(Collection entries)
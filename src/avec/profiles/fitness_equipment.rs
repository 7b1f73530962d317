//! Fitness equipment (device type 17).
//!
//! The general page describes the session common to every machine; the
//! treadmill, rower and climber pages add machine-specific metrics. The last
//! byte of every page carries the machine's capabilities and state.

use core::time::Duration;

use tartan_bitfield::bitfield;
use zerocopy::{
    FromBytes,
    byteorder::little_endian::{I16, U16},
};

use crate::{
    avec::session::Config,
    sans::{FromPage, Page, page::Available, rollover::Accumulator},
};

use super::Profile;

/// Pages claimed by fitness equipment.
#[derive(Debug, Clone, Copy, PartialEq, FromPage)]
#[cfg_attr(feature = "serde", derive(serde::Serialize, serde::Deserialize))]
pub enum FitnessEquipmentPage {
    #[page(0x10)]
    General(GeneralPage),
    #[page(0x11)]
    GeneralSettings(GeneralSettings),
    #[page(0x13)]
    Treadmill(TreadmillPage),
    #[page(0x16)]
    Rower(StrokePage),
    #[page(0x17)]
    Climber(StrokePage),
}

/// Operating state of a machine.
#[derive(Debug, Clone, Copy, Default, PartialEq, Eq)]
#[cfg_attr(feature = "serde", derive(serde::Serialize, serde::Deserialize))]
pub enum FeState {
    #[default]
    Reserved,
    AsleepOff,
    Ready,
    InUse,
    FinishedPaused,
}

impl From<u8> for FeState {
    fn from(v: u8) -> Self {
        match v {
            1 => Self::AsleepOff,
            2 => Self::Ready,
            3 => Self::InUse,
            4 => Self::FinishedPaused,
            _ => Self::Reserved,
        }
    }
}

/// The trailing byte of every fitness equipment page.
#[derive(Debug, Clone, Copy, Default, PartialEq, Eq)]
#[cfg_attr(feature = "serde", derive(serde::Serialize, serde::Deserialize))]
pub struct Status {
    /// Page-specific capability bits.
    pub capabilities: u8,
    pub state: FeState,
    pub lap_toggle: bool,
}

impl From<u8> for Status {
    fn from(r: u8) -> Self {
        bitfield! {
            struct StatusByte(u8) {
                [0..4] capabilities: u8,
                [4..7] state: u8,
                [7] lap_toggle,
            }
        }

        let byte = StatusByte(r);

        Self {
            capabilities: byte.capabilities(),
            state: byte.state().into(),
            lap_toggle: byte.lap_toggle(),
        }
    }
}

/// Kind of machine.
#[derive(Debug, Clone, Copy, Default, PartialEq, Eq)]
#[cfg_attr(feature = "serde", derive(serde::Serialize, serde::Deserialize))]
pub enum EquipmentType {
    #[default]
    General,
    Treadmill,
    Elliptical,
    Rower,
    Climber,
    NordicSkier,
    Trainer,
    Reserved(u8),
}

impl From<u8> for EquipmentType {
    fn from(v: u8) -> Self {
        match v & 0x1F {
            16 => Self::General,
            19 => Self::Treadmill,
            20 => Self::Elliptical,
            22 => Self::Rower,
            23 => Self::Climber,
            24 => Self::NordicSkier,
            25 => Self::Trainer,
            v => Self::Reserved(v),
        }
    }
}

/// General data page (`0x10`).
#[derive(Debug, Clone, Copy, PartialEq, Eq)]
#[cfg_attr(feature = "serde", derive(serde::Serialize, serde::Deserialize))]
pub struct GeneralPage {
    pub equipment_type: EquipmentType,
    /// Elapsed time in 1/4 s, wrapping at 64 s.
    pub elapsed_time: u8,
    /// Distance in meters, wrapping at 256 m.
    pub distance: u8,
    /// Speed in 1/1000 m/s.
    pub speed: Option<u16>,
    pub heart_rate: Option<u8>,
    pub status: Status,
}

impl GeneralPage {
    /// Capability bit set when distance is transmitted.
    pub const DISTANCE_ENABLED: u8 = 0x04;
}

impl FromPage for GeneralPage {
    fn from_page(page: &Page) -> Option<Self> {
        #[repr(C)]
        #[derive(FromBytes)]
        struct Layout {
            _page: u8,
            equipment_type: u8,
            elapsed_time: u8,
            distance: u8,
            speed: U16,
            heart_rate: u8,
            status: u8,
        }

        let Layout {
            equipment_type,
            elapsed_time,
            distance,
            speed,
            heart_rate,
            status,
            ..
        } = zerocopy::transmute!(page.bytes());

        Some(Self {
            equipment_type: equipment_type.into(),
            elapsed_time,
            distance,
            speed: speed.get().available(),
            heart_rate: heart_rate.available(),
            status: status.into(),
        })
    }
}

/// General settings page (`0x11`).
#[derive(Debug, Clone, Copy, PartialEq)]
#[cfg_attr(feature = "serde", derive(serde::Serialize, serde::Deserialize))]
pub struct GeneralSettings {
    /// Meters, or NaN.
    pub cycle_length: f64,
    /// Percent, or NaN.
    pub incline: f64,
    /// Percent of maximum resistance, or NaN.
    pub resistance: f64,
    pub status: Status,
}

impl FromPage for GeneralSettings {
    fn from_page(page: &Page) -> Option<Self> {
        #[repr(C)]
        #[derive(FromBytes)]
        struct Layout {
            _page: u8,
            _reserved: [u8; 2],
            cycle_length: u8,
            incline: I16,
            resistance: u8,
            status: u8,
        }

        let Layout {
            cycle_length,
            incline,
            resistance,
            status,
            ..
        } = zerocopy::transmute!(page.bytes());

        Some(Self {
            cycle_length: match cycle_length.available() {
                Some(v) => f64::from(v) * 0.01,
                None => f64::NAN,
            },
            incline: match incline.get() {
                0x7FFF => f64::NAN,
                v => f64::from(v) * 0.01,
            },
            resistance: match resistance.available() {
                Some(v) => f64::from(v) * 0.5,
                None => f64::NAN,
            },
            status: status.into(),
        })
    }
}

/// Treadmill data page (`0x13`).
#[derive(Debug, Clone, Copy, PartialEq, Eq)]
#[cfg_attr(feature = "serde", derive(serde::Serialize, serde::Deserialize))]
pub struct TreadmillPage {
    /// Steps per minute.
    pub cadence: Option<u8>,
    /// Descent in 1/10 m, wrapping.
    pub negative_vertical_distance: u8,
    /// Ascent in 1/10 m, wrapping.
    pub positive_vertical_distance: u8,
    pub status: Status,
}

impl FromPage for TreadmillPage {
    fn from_page(page: &Page) -> Option<Self> {
        let [_, _, _, _, cadence, negative, positive, status] = page.bytes();

        Some(Self {
            cadence: cadence.available(),
            negative_vertical_distance: negative,
            positive_vertical_distance: positive,
            status: status.into(),
        })
    }
}

/// Rower (`0x16`) and climber (`0x17`) data pages, which share a layout.
///
/// Rowers count strokes; climbers count stride cycles.
#[derive(Debug, Clone, Copy, PartialEq, Eq)]
#[cfg_attr(feature = "serde", derive(serde::Serialize, serde::Deserialize))]
pub struct StrokePage {
    /// Strokes or stride cycles, wrapping.
    pub count: u8,
    /// Per minute.
    pub cadence: Option<u8>,
    /// Watts.
    pub instantaneous_power: Option<u16>,
    pub status: Status,
}

impl StrokePage {
    /// Capability bit set when the stroke or stride count is transmitted.
    pub const TRANSMITS_COUNT: u8 = 0x01;
}

impl FromPage for StrokePage {
    fn from_page(page: &Page) -> Option<Self> {
        #[repr(C)]
        #[derive(FromBytes)]
        struct Layout {
            _page: u8,
            _reserved: [u8; 2],
            count: u8,
            cadence: u8,
            instantaneous_power: U16,
            status: u8,
        }

        let Layout {
            count,
            cadence,
            instantaneous_power,
            status,
            ..
        } = zerocopy::transmute!(page.bytes());

        Some(Self {
            count,
            cadence: cadence.available(),
            instantaneous_power: instantaneous_power.get().available(),
            status: status.into(),
        })
    }
}

/// Treadmill metrics.
#[derive(Debug, Clone, Copy, Default, PartialEq, Eq)]
#[cfg_attr(feature = "serde", derive(serde::Serialize, serde::Deserialize))]
pub struct Treadmill {
    pub cadence: Option<u8>,
    pub negative_vertical_distance: Accumulator<u8>,
    pub positive_vertical_distance: Accumulator<u8>,
    pub transmits_descent: bool,
    pub transmits_ascent: bool,
}

impl Treadmill {
    /// Accumulated descent in meters.
    pub fn descent(&self) -> f64 {
        self.negative_vertical_distance.total() as f64 * 0.1
    }

    /// Accumulated ascent in meters.
    pub fn ascent(&self) -> f64 {
        self.positive_vertical_distance.total() as f64 * 0.1
    }

    fn apply(&mut self, page: TreadmillPage) {
        self.cadence = page.cadence;
        self.negative_vertical_distance
            .update(page.negative_vertical_distance);
        self.positive_vertical_distance
            .update(page.positive_vertical_distance);
        self.transmits_descent = page.status.capabilities & 0x01 != 0;
        self.transmits_ascent = page.status.capabilities & 0x02 != 0;
    }
}

/// Rower or climber metrics.
#[derive(Debug, Clone, Copy, Default, PartialEq, Eq)]
#[cfg_attr(feature = "serde", derive(serde::Serialize, serde::Deserialize))]
pub struct Strokes {
    /// Accumulated strokes or stride cycles.
    pub count: Accumulator<u8>,
    pub cadence: Option<u8>,
    pub instantaneous_power: Option<u16>,
    pub transmits_count: bool,
}

impl Strokes {
    fn apply(&mut self, page: StrokePage) {
        self.count.update(page.count);
        self.cadence = page.cadence;
        self.instantaneous_power = page.instantaneous_power;
        self.transmits_count = page.status.capabilities & StrokePage::TRANSMITS_COUNT != 0;
    }
}

/// Metrics specific to a kind of machine.
#[derive(Debug, Clone, Copy, Default, PartialEq, Eq)]
#[cfg_attr(feature = "serde", derive(serde::Serialize, serde::Deserialize))]
pub enum Equipment {
    /// No machine-specific page has been received.
    #[default]
    General,
    Treadmill(Treadmill),
    Rower(Strokes),
    Climber(Strokes),
}

impl Equipment {
    fn apply_treadmill(&mut self, page: TreadmillPage) {
        let mut treadmill = match *self {
            Self::Treadmill(t) => t,
            _ => Treadmill::default(),
        };
        treadmill.apply(page);
        *self = Self::Treadmill(treadmill);
    }

    fn apply_rower(&mut self, page: StrokePage) {
        let mut strokes = match *self {
            Self::Rower(s) => s,
            _ => Strokes::default(),
        };
        strokes.apply(page);
        *self = Self::Rower(strokes);
    }

    fn apply_climber(&mut self, page: StrokePage) {
        let mut strokes = match *self {
            Self::Climber(s) => s,
            _ => Strokes::default(),
        };
        strokes.apply(page);
        *self = Self::Climber(strokes);
    }
}

/// Fields changed by a fitness equipment page.
#[derive(Debug, Clone, Copy, PartialEq, Eq)]
#[cfg_attr(feature = "serde", derive(serde::Serialize, serde::Deserialize))]
pub enum Update {
    General,
    GeneralSettings,
    Treadmill,
    Rower,
    Climber,
}

/// Telemetry of a fitness equipment machine.
#[derive(Debug, Clone, PartialEq)]
#[cfg_attr(feature = "serde", derive(serde::Serialize, serde::Deserialize))]
pub struct FitnessEquipment {
    pub equipment_type: EquipmentType,
    pub state: FeState,
    /// Number of lap toggles seen.
    pub laps: u32,
    lap_toggle: Option<bool>,
    pub elapsed_time: Accumulator<u8>,
    pub distance: Accumulator<u8>,
    pub distance_enabled: bool,
    /// Meters per second, or NaN.
    pub speed: f64,
    pub heart_rate: Option<u8>,
    pub settings: Option<GeneralSettings>,
    pub equipment: Equipment,
}

impl Default for FitnessEquipment {
    fn default() -> Self {
        Self {
            equipment_type: EquipmentType::default(),
            state: FeState::default(),
            laps: 0,
            lap_toggle: None,
            elapsed_time: Accumulator::new(),
            distance: Accumulator::new(),
            distance_enabled: false,
            speed: f64::NAN,
            heart_rate: None,
            settings: None,
            equipment: Equipment::default(),
        }
    }
}

impl FitnessEquipment {
    /// Accumulated elapsed time.
    pub fn elapsed(&self) -> Duration {
        Duration::from_millis(self.elapsed_time.total() * 250)
    }

    /// Accumulated distance in meters.
    pub fn distance_traveled(&self) -> u64 {
        self.distance.total()
    }

    fn apply_status(&mut self, status: Status) {
        self.state = status.state;

        if let Some(last) = self.lap_toggle {
            if last != status.lap_toggle {
                self.laps += 1;
            }
        }
        self.lap_toggle = Some(status.lap_toggle);
    }
}

impl Profile for FitnessEquipment {
    type Page = FitnessEquipmentPage;
    type Update = Update;

    fn apply(&mut self, page: FitnessEquipmentPage, _: &Config) -> Option<Update> {
        let update = match page {
            FitnessEquipmentPage::General(p) => {
                self.apply_status(p.status);
                self.equipment_type = p.equipment_type;
                self.elapsed_time.update(p.elapsed_time);
                self.distance_enabled = p.status.capabilities & GeneralPage::DISTANCE_ENABLED != 0;
                if self.distance_enabled {
                    self.distance.update(p.distance);
                }
                self.speed = match p.speed {
                    Some(v) => f64::from(v) * 0.001,
                    None => f64::NAN,
                };
                self.heart_rate = p.heart_rate;
                Update::General
            }
            FitnessEquipmentPage::GeneralSettings(p) => {
                self.apply_status(p.status);
                self.settings = Some(p);
                Update::GeneralSettings
            }
            FitnessEquipmentPage::Treadmill(p) => {
                self.apply_status(p.status);
                self.equipment.apply_treadmill(p);
                Update::Treadmill
            }
            FitnessEquipmentPage::Rower(p) => {
                self.apply_status(p.status);
                self.equipment.apply_rower(p);
                Update::Rower
            }
            FitnessEquipmentPage::Climber(p) => {
                self.apply_status(p.status);
                self.equipment.apply_climber(p);
                Update::Climber
            }
        };

        Some(update)
    }
}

**WHAT THE TASK REQUIRES**
Which lines hold the string "FitnessEquipmentPage"? Copy all of them from the data above.

**RESULT OF THIS EXERCISE**
pub enum FitnessEquipmentPage {
    type Page = FitnessEquipmentPage;
    fn apply(&mut self, page: FitnessEquipmentPage, _: &Config) -> Option<Update> {
            FitnessEquipmentPage::General(p) => {
            FitnessEquipmentPage::GeneralSettings(p) => {
            FitnessEquipmentPage::Treadmill(p) => {
            FitnessEquipmentPage::Rower(p) => {
            FitnessEquipmentPage::Climber(p) => {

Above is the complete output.